Posted: June 17th, 2010 | Author: | Filed under: Angel, cancer girl | 1 Comment »

(Photo: Clint Eastwood as Blondie in
“The Good, The Bad & The Ugly”) 

[cue theme music from "The Good, the Bad & the Ugly"]

    Cancer Girl tilts back her Blondie, “The Good,” look alike hat. She’s sitting in the sparse shade of a Mesquite tree. While chomping down on an unlit skinny cigar the dry wind ruffles the edges of a stack of papers in front of her. She pulls one out from under a stone that’s holding them in place.
    Methodically she folds each sheet into a bullet and then loads her gun with it. She hops onto her horse, Jiji, and gallops off towards “Greedy Town” to track down her insurance company’s claims approval agent … a CAA.

[cue the cry of a high soaring lone hawk]

    Searing rays of sunlight bounce off a long line of parallel tin roofs. The rays cut through puffs of dust on Main Street kicked up by the town folk’s feet as they scatter into any available doorway.
    One lone fearless girl in rolled up bib-overalls walks right up to Cancer Girl and Jiji.
    The girl cranks her head way back, so she can look Cancer Girl right in the eye. “Hey, I know who you are. You’re Cancer Girl! I betcha you’re here look’n for a CAA, huh?”
    Cancer Girl nods her head yes, “Got any idea where I could find one kid?” The girl shamelessly holds out her opened hand. Cancer Girl raises an eyebrow. “For a price huh?” The girl again shakes her head yes.
    Still holding her hand out she matter of factly states, “Miss Denise moved the jar of rootbeer candies, can’t swipe them anymore.
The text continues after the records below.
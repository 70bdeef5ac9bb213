//! Resolution stage: replaces numeric entity references with names.
//!
//! Distinct (kind, ID) pairs are resolved concurrently through an
//! [`EntityResolver`]; each lookup succeeds or fails on its own, and a
//! failure only drops its own reference from the output. Output order is
//! always input order regardless of lookup completion order. Dropping the
//! returned future cancels any in-flight lookups.

use std::collections::{HashMap, HashSet};
use std::fmt;

use async_trait::async_trait;
use futures::stream::{FuturesUnordered, StreamExt};
use thiserror::Error;
use url::Url;

use crate::display::strip_disambiguation_suffix;
use crate::links;
use crate::scanner::Token;

/// The kind of entity a numeric reference points at.
#[derive(Clone, Copy, Debug, PartialEq, Eq, Hash)]
pub enum EntityKind {
    Artist,
    Release,
    Master,
}

impl EntityKind {
    /// Stable lowercase name, used in cache keys and log fields.
    pub fn as_str(self) -> &'static str {
        match self {
            EntityKind::Artist => "artist",
            EntityKind::Release => "release",
            EntityKind::Master => "master",
        }
    }
}

impl fmt::Display for EntityKind {
    fn fmt(&self, f: &mut fmt::Formatter<'_>) -> fmt::Result {
        f.write_str(self.as_str())
    }
}

/// Why a single entity lookup produced no name.
///
/// The pipeline treats every variant identically (the reference is dropped);
/// the distinction exists for logging and for resolver implementations.
#[derive(Debug, Error)]
pub enum ResolveError {
    /// The service has no entity under this ID.
    #[error("entity not found")]
    NotFound,
    /// Transport-level failure reaching the lookup service.
    #[error("transport error: {0}")]
    Transport(String),
    /// The service answered with an undecodable payload.
    #[error("decode error: {0}")]
    Decode(String),
}

/// Capability for turning numeric Discogs IDs into display names.
///
/// Implementations are expected to be I/O-backed (web API, cache); the
/// pipeline only calls them for IDs that actually appear in the input.
#[async_trait]
pub trait EntityResolver: Send + Sync {
    async fn resolve_artist(&self, id: u64) -> Result<String, ResolveError>;
    async fn resolve_release(&self, id: u64) -> Result<String, ResolveError>;
    async fn resolve_master(&self, id: u64) -> Result<String, ResolveError>;
}

/// A token with external references replaced by looked-up names.
#[derive(Clone, Debug, PartialEq)]
pub enum ResolvedToken {
    PlainText(String),
    /// Artist reference: full name, display name with any disambiguation
    /// suffix stripped, and the page or search URL to link to.
    ArtistLink {
        name: String,
        display_name: String,
        url: Url,
    },
    LabelName(String),
    ReleaseLink {
        title: String,
        url: Url,
    },
    MasterLink {
        title: String,
        url: Url,
    },
    Bold(String),
    Italic(String),
    Underline(String),
    /// `[url=]` reference; `url` is `None` when the href does not parse.
    UrlLink {
        url: Option<Url>,
        content: String,
    },
}

/// Resolve tokens without a resolver: every numeric reference is dropped.
pub fn skip_references(tokens: Vec<Token>) -> Vec<ResolvedToken> {
    project(tokens, &HashMap::new())
}

/// Resolve tokens against `resolver`.
///
/// Walks the list once to collect the distinct referenced IDs, resolves
/// them concurrently, then projects the original list in order.
pub async fn resolve_references(
    tokens: Vec<Token>,
    resolver: &dyn EntityResolver,
) -> Vec<ResolvedToken> {
    let wanted = collect_references(&tokens);

    let mut lookups = FuturesUnordered::new();
    for &(kind, id) in &wanted {
        lookups.push(async move {
            let result = match kind {
                EntityKind::Artist => resolver.resolve_artist(id).await,
                EntityKind::Release => resolver.resolve_release(id).await,
                EntityKind::Master => resolver.resolve_master(id).await,
            };
            ((kind, id), result)
        });
    }

    let mut resolved = HashMap::with_capacity(wanted.len());
    while let Some(((kind, id), result)) = lookups.next().await {
        match result {
            Ok(name) => {
                resolved.insert((kind, id), name);
            }
            Err(err) => {
                tracing::debug!(kind = kind.as_str(), id, %err, "dropping unresolved reference");
            }
        }
    }

    project(tokens, &resolved)
}

/// Distinct (kind, ID) pairs referenced by the token list.
fn collect_references(tokens: &[Token]) -> HashSet<(EntityKind, u64)> {
    let mut wanted = HashSet::new();
    for token in tokens {
        match *token {
            Token::ArtistId(id) => {
                wanted.insert((EntityKind::Artist, id));
            }
            Token::ReleaseId(id) => {
                wanted.insert((EntityKind::Release, id));
            }
            Token::MasterId(id) => {
                wanted.insert((EntityKind::Master, id));
            }
            _ => {}
        }
    }
    wanted
}

/// Map tokens onto resolved tokens in input order. Numeric references not
/// present in `resolved` produce nothing; every other token maps 1:1.
fn project(
    tokens: Vec<Token>,
    resolved: &HashMap<(EntityKind, u64), String>,
) -> Vec<ResolvedToken> {
    let mut out = Vec::with_capacity(tokens.len());
    for token in tokens {
        match token {
            Token::PlainText(text) => out.push(ResolvedToken::PlainText(text)),
            Token::ArtistName(name) => {
                let url = links::artist_search(&name);
                let display_name = strip_disambiguation_suffix(&name).to_string();
                out.push(ResolvedToken::ArtistLink {
                    name,
                    display_name,
                    url,
                });
            }
            Token::ArtistId(id) => {
                if let Some(name) = resolved.get(&(EntityKind::Artist, id)) {
                    out.push(ResolvedToken::ArtistLink {
                        name: name.clone(),
                        display_name: strip_disambiguation_suffix(name).to_string(),
                        url: links::artist_page(id),
                    });
                }
            }
            Token::ReleaseId(id) => {
                if let Some(title) = resolved.get(&(EntityKind::Release, id)) {
                    out.push(ResolvedToken::ReleaseLink {
                        title: title.clone(),
                        url: links::release_page(id),
                    });
                }
            }
            Token::MasterId(id) => {
                if let Some(title) = resolved.get(&(EntityKind::Master, id)) {
                    out.push(ResolvedToken::MasterLink {
                        title: title.clone(),
                        url: links::master_page(id),
                    });
                }
            }
            Token::LabelName(name) => out.push(ResolvedToken::LabelName(name)),
            Token::Bold(content) => out.push(ResolvedToken::Bold(content)),
            Token::Italic(content) => out.push(ResolvedToken::Italic(content)),
            Token::Underline(content) => out.push(ResolvedToken::Underline(content)),
            Token::Url { href, content } => {
                let url = Url::parse(&href).ok();
                out.push(ResolvedToken::UrlLink { url, content });
            }
        }
    }
    out
}
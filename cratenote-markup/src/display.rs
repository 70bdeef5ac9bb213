//! Display helpers for entity names.

/// Strip a trailing disambiguation suffix from an artist display name.
///
/// Discogs appends `" (N)"` to distinguish same-named artists, as in
/// `"Salamanda (8)"`; the suffix is noise for display. Only a suffix of one
/// or more ASCII digits inside the final parentheses is removed; anything
/// else is returned unchanged. Release and master titles may legitimately
/// end in parenthesized numbers, so this is applied to artist names only.
///
/// # Examples
///
/// ```
/// use cratenote_markup::strip_disambiguation_suffix;
///
/// assert_eq!(strip_disambiguation_suffix("Salamanda (8)"), "Salamanda");
/// assert_eq!(strip_disambiguation_suffix("Artist (Band)"), "Artist (Band)");
/// assert_eq!(strip_disambiguation_suffix("Boards of Canada"), "Boards of Canada");
/// ```
pub fn strip_disambiguation_suffix(name: &str) -> &str {
    let Some(without_paren) = name.strip_suffix(')') else {
        return name;
    };
    let Some(open) = without_paren.rfind(" (") else {
        return name;
    };
    let digits = &without_paren[open + 2..];
    if digits.is_empty() || !digits.bytes().all(|b| b.is_ascii_digit()) {
        return name;
    }
    &name[..open]
}
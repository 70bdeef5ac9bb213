//! Pipeline facade: scan, resolve, render.

use crate::render::render;
use crate::resolve::{resolve_references, skip_references, EntityResolver};
use crate::scanner::tokenize;
use crate::text::StyledText;

/// Render markup without entity resolution; numeric references are skipped.
pub fn parse(input: &str) -> StyledText {
    render(skip_references(tokenize(input)))
}

/// Render markup, resolving numeric references through `resolver`.
///
/// Never fails: references whose lookup errors simply disappear from the
/// output, everything else renders as usual.
pub async fn parse_with_resolver(input: &str, resolver: &dyn EntityResolver) -> StyledText {
    render(resolve_references(tokenize(input), resolver).await)
}
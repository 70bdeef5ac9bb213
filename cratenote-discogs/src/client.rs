//! Discogs API client
//!
//! Raw entity-name resolver backed by the Discogs REST API, with client-side
//! rate limiting.

use std::sync::Arc;
use std::time::{Duration, Instant};

use async_trait::async_trait;
use serde::Deserialize;
use thiserror::Error;
use tokio::sync::Mutex;

use cratenote_common::config::ApiConfig;
use cratenote_markup::{EntityKind, EntityResolver, ResolveError};

// Discogs allows 60 requests/minute with a token, 25/minute anonymous.
const RATE_LIMIT_AUTH_MS: u64 = 1000;
const RATE_LIMIT_ANON_MS: u64 = 2400;

/// Discogs client errors
#[derive(Debug, Error)]
pub enum DiscogsError {
    #[error("Network error: {0}")]
    Network(String),

    #[error("{0} {1} not found")]
    NotFound(EntityKind, u64),

    #[error("Rate limit exceeded")]
    RateLimited,

    #[error("API error {0}: {1}")]
    Api(u16, String),

    #[error("Parse error: {0}")]
    Parse(String),
}

impl From<DiscogsError> for ResolveError {
    fn from(err: DiscogsError) -> Self {
        match err {
            DiscogsError::NotFound(..) => ResolveError::NotFound,
            DiscogsError::Parse(msg) => ResolveError::Decode(msg),
            other => ResolveError::Transport(other.to_string()),
        }
    }
}

/// Minimal artist record; the API returns far more fields.
#[derive(Debug, Deserialize)]
struct ArtistRecord {
    #[allow(dead_code)]
    id: u64,
    name: String,
}

/// Minimal release/master record.
#[derive(Debug, Deserialize)]
struct TitledRecord {
    #[allow(dead_code)]
    id: u64,
    title: String,
}

/// Minimum-interval rate limiter for Discogs requests
struct RateLimiter {
    last_request: Mutex<Option<Instant>>,
    min_interval: Duration,
}

impl RateLimiter {
    fn new(min_interval: Duration) -> Self {
        Self {
            last_request: Mutex::new(None),
            min_interval,
        }
    }

    /// Wait if necessary to comply with the rate limit
    async fn wait(&self) {
        let mut last = self.last_request.lock().await;

        if let Some(last_time) = *last {
            let elapsed = last_time.elapsed();
            if elapsed < self.min_interval {
                let wait_time = self.min_interval - elapsed;
                tracing::debug!("Discogs rate limiting: waiting {:?}", wait_time);
                tokio::time::sleep(wait_time).await;
            }
        }

        *last = Some(Instant::now());
    }
}

/// Discogs REST API client
pub struct DiscogsClient {
    http_client: reqwest::Client,
    rate_limiter: Arc<RateLimiter>,
    base_url: String,
    token: Option<String>,
}

impl DiscogsClient {
    /// Build a client from API settings. Anonymous clients get the stricter
    /// rate limit.
    pub fn new(config: &ApiConfig) -> Result<Self, DiscogsError> {
        let http_client = reqwest::Client::builder()
            .user_agent(config.user_agent.clone())
            .timeout(Duration::from_secs(config.timeout_secs))
            .build()
            .map_err(|e| DiscogsError::Network(e.to_string()))?;

        let min_interval = if config.token.is_some() {
            Duration::from_millis(RATE_LIMIT_AUTH_MS)
        } else {
            Duration::from_millis(RATE_LIMIT_ANON_MS)
        };

        Ok(Self {
            http_client,
            rate_limiter: Arc::new(RateLimiter::new(min_interval)),
            base_url: config.base_url.trim_end_matches('/').to_string(),
            token: config.token.clone(),
        })
    }

    fn entity_url(&self, kind: EntityKind, id: u64) -> String {
        let path = match kind {
            EntityKind::Artist => "artists",
            EntityKind::Release => "releases",
            EntityKind::Master => "masters",
        };
        format!("{}/{}/{}", self.base_url, path, id)
    }

    async fn get_json<T>(&self, kind: EntityKind, id: u64) -> Result<T, DiscogsError>
    where
        T: serde::de::DeserializeOwned,
    {
        self.rate_limiter.wait().await;

        let url = self.entity_url(kind, id);
        tracing::debug!(kind = %kind, id, url = %url, "Querying Discogs API");

        let mut request = self.http_client.get(&url);
        if let Some(token) = &self.token {
            request = request.header("Authorization", format!("Discogs token={token}"));
        }

        let response = request
            .send()
            .await
            .map_err(|e| DiscogsError::Network(e.to_string()))?;

        let status = response.status();

        if status == reqwest::StatusCode::NOT_FOUND {
            return Err(DiscogsError::NotFound(kind, id));
        }

        if status == reqwest::StatusCode::TOO_MANY_REQUESTS {
            return Err(DiscogsError::RateLimited);
        }

        if !status.is_success() {
            let body = response.text().await.unwrap_or_default();
            return Err(DiscogsError::Api(status.as_u16(), body));
        }

        response
            .json()
            .await
            .map_err(|e| DiscogsError::Parse(e.to_string()))
    }

    /// Fetch an artist's name by ID
    pub async fn artist_name(&self, id: u64) -> Result<String, DiscogsError> {
        let record: ArtistRecord = self.get_json(EntityKind::Artist, id).await?;
        tracing::debug!(id, name = %record.name, "Retrieved artist from Discogs");
        Ok(record.name)
    }

    /// Fetch a release title by ID
    pub async fn release_title(&self, id: u64) -> Result<String, DiscogsError> {
        let record: TitledRecord = self.get_json(EntityKind::Release, id).await?;
        Ok(record.title)
    }

    /// Fetch a master title by ID
    pub async fn master_title(&self, id: u64) -> Result<String, DiscogsError> {
        let record: TitledRecord = self.get_json(EntityKind::Master, id).await?;
        Ok(record.title)
    }
}

#[async_trait]
impl EntityResolver for DiscogsClient {
    async fn resolve_artist(&self, id: u64) -> Result<String, ResolveError> {
        Ok(self.artist_name(id).await?)
    }

    async fn resolve_release(&self, id: u64) -> Result<String, ResolveError> {
        Ok(self.release_title(id).await?)
    }

    async fn resolve_master(&self, id: u64) -> Result<String, ResolveError> {
        Ok(self.master_title(id).await?)
    }
}
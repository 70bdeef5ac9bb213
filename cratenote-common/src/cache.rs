//! Key/value cache for resolved entity names
//!
//! Lookups follow a cache-aside policy: callers check the cache first and
//! populate it themselves after a successful fetch. The trait keeps the
//! storage pluggable; [`MemoryCache`] is the in-process default.

use async_trait::async_trait;
use std::collections::HashMap;
use std::time::{Duration, Instant};
use thiserror::Error;
use tokio::sync::RwLock;

/// Cache operation errors
#[derive(Debug, Error)]
pub enum CacheError {
    /// Storage backend failure (I/O, connection, serialization)
    #[error("cache backend error: {0}")]
    Backend(String),
}

/// Byte-payload cache with per-entry expiration.
///
/// `get` returns `Ok(None)` for missing or expired keys. Implementations
/// must tolerate concurrent reads and writes; callers do not serialize
/// access.
#[async_trait]
pub trait KeyValueCache: Send + Sync {
    /// Fetch a live entry, or `None` on miss or expiry.
    async fn get(&self, key: &str) -> Result<Option<Vec<u8>>, CacheError>;

    /// Store an entry that expires after `ttl`.
    async fn set(
        &self,
        key: &str,
        payload: Vec<u8>,
        ttl: Duration,
    ) -> Result<(), CacheError>;
}

/// Stored payload plus expiration metadata
#[derive(Debug, Clone)]
struct CacheEntry {
    payload: Vec<u8>,
    expires_at: Instant,
}

/// In-memory TTL cache backed by a `HashMap`.
///
/// Expired entries are collected lazily when read.
#[derive(Default)]
pub struct MemoryCache {
    entries: RwLock<HashMap<String, CacheEntry>>,
}

impl MemoryCache {
    pub fn new() -> Self {
        Self::default()
    }

    /// Number of stored entries, including expired ones not yet collected.
    pub async fn len(&self) -> usize {
        self.entries.read().await.len()
    }

    pub async fn is_empty(&self) -> bool {
        self.entries.read().await.is_empty()
    }
}

#[async_trait]
impl KeyValueCache for MemoryCache {
    async fn get(&self, key: &str) -> Result<Option<Vec<u8>>, CacheError> {
        {
            let entries = self.entries.read().await;
            match entries.get(key) {
                Some(entry) if entry.expires_at > Instant::now() => {
                    return Ok(Some(entry.payload.clone()));
                }
                Some(_) => {}
                None => return Ok(None),
            }
        }

        // The entry exists but has expired; collect it under the write lock.
        // Re-check the expiry in case a writer replaced it in between.
        let mut entries = self.entries.write().await;
        if let Some(entry) = entries.get(key) {
            if entry.expires_at <= Instant::now() {
                entries.remove(key);
            }
        }
        Ok(None)
    }

    async fn set(
        &self,
        key: &str,
        payload: Vec<u8>,
        ttl: Duration,
    ) -> Result<(), CacheError> {
        let entry = CacheEntry {
            payload,
            expires_at: Instant::now() + ttl,
        };
        self.entries.write().await.insert(key.to_string(), entry);
        Ok(())
    }
}

#[cfg(test)]
mod tests {
    use super::*;

    const HOUR: Duration = Duration::from_secs(3600);

    #[tokio::test]
    async fn get_returns_stored_payload() {
        let cache = MemoryCache::new();
        cache.set("k", b"value".to_vec(), HOUR).await.unwrap();
        assert_eq!(cache.get("k").await.unwrap(), Some(b"value".to_vec()));
    }

    #[tokio::test]
    async fn get_misses_on_unknown_key() {
        let cache = MemoryCache::new();
        assert_eq!(cache.get("missing").await.unwrap(), None);
    }

    #[tokio::test]
    async fn set_overwrites_existing_entry() {
        let cache = MemoryCache::new();
        cache.set("k", b"old".to_vec(), HOUR).await.unwrap();
        cache.set("k", b"new".to_vec(), HOUR).await.unwrap();
        assert_eq!(cache.get("k").await.unwrap(), Some(b"new".to_vec()));
        assert_eq!(cache.len().await, 1);
    }

    #[tokio::test]
    async fn expired_entry_reads_as_miss_and_is_collected() {
        let cache = MemoryCache::new();
        cache
            .set("k", b"value".to_vec(), Duration::from_millis(0))
            .await
            .unwrap();
        assert_eq!(cache.get("k").await.unwrap(), None);
        assert!(cache.is_empty().await);
    }

    #[tokio::test]
    async fn entry_survives_until_ttl_elapses() {
        let cache = MemoryCache::new();
        cache
            .set("k", b"value".to_vec(), Duration::from_millis(50))
            .await
            .unwrap();
        assert_eq!(cache.get("k").await.unwrap(), Some(b"value".to_vec()));

        tokio::time::sleep(Duration::from_millis(60)).await;
        assert_eq!(cache.get("k").await.unwrap(), None);
    }
}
For a quarter I can get 5 pieces.” She grins with exaggerated innocence.
    Cancer Girl smiles, digs into a pocket and then stops. “First, where’s the CAA?”
    The girl points down the way to a tall building and says, “They hide in there a lot, at the “Heartless Hotel.” I think they suck on Sissy Sap all day, at least that’s what my Pa says.”
    Cancer Girl chuckles, “What’s your name kid?” Hand still outstretched the girl sighs, “My name is Angel, I’m 11 and my arm is getting mighty tired, Ma’am.”
    Leaning way down, Cancer Girl shoves a $5 spot into Angel’s hand. “Angel, you’re a credit to young entrepreneurs everywhere. Go buy Miss Denise out. Thanks for the heads up.”

 [cue theme music again]

    The hotel doors swing open, Cancer Girl takes two steps in, stands still and looks around.
    The piano player gulps and stops banging out his rendition of “Dirty Deeds Done Dirt Cheap.” Cancer Girl locks eyes with the only CAA that doesn’t dart theirs away in shame. She walks up to the table, standing directly across from him she looks at his name tag. “I take it you’re Mr. Pencil Breath?” He nods yes.
   Cancer Girl spreads her feet hip width apart, adjusts her gun belt, chomps down on her unlit skinny cigar and stares directly into Mr. Pencil Breath’s eyes. “Well? What’s it gonna be? Are you gonna approve my BRACA DNA test or am I gonna have to shoot you down with my magic bullets?”
   Mr. Pencil Breath snorts and says, “Magic Bullets? What, you buy some from Jack ‘n the Bean Stalk’s mother?” He takes a sip from a frosty cold mug and laughs some more.
   Cancer Girl leans forward, “Listen here you Sissy Sap suck’n vermit. They’re special made, from referral letters written by me and my docs.” She taps the handles of her guns. “So, what’s it gonna be, punk? A shot to the heart with my referral letter bullets, or, an approval right off the bat from you?”
    Mr. Pencil Breath blushes as some Sissy Sap sloshes onto his tie. Doing his best to hide a tone of compassion he says, “Alright already, get your test done without a fight from us. No sense in us looking any worse than we did with refusing you that Fibro drug a few months back.” He signs the approval for the genetic cancer test. Cancer Girl nods her head in thanks and leaves.
[cue an Indian flute softly playing]
     As Cancer Girl is slowly riding out of town Angel runs up, she starts petting Jigi. While swirling a rootbeer candy in her mouth she says, “Hey, Cancer Girl! My Pa just won a buttload of cash on you!”
    Cancer Girl dryly says, “Oh yeah? How’s that?”
    Angel shoves the hard candy off to one side of her mouth, “He bet on the insurance company approving your test right off the bat — on account of your magic bullets!”
     The saddle creaks as Cancer Girl leans way down towards Angel and whispers, “If that pinhead hadn’t of said yes? I would have lost the ranch, the house and any future belongings to my name if I was betting. Glad your Pa got to cash in on a long shot, kid.”
    Jiji snorts and starts to trot off. Angel calls out, “But what about the magic bullets?”
    Cancer Girl shouts back over her shoulder as Jiji picks up speed, “There were none … this time.”
    Angel runs a bit after Cancer Girl and Jiji.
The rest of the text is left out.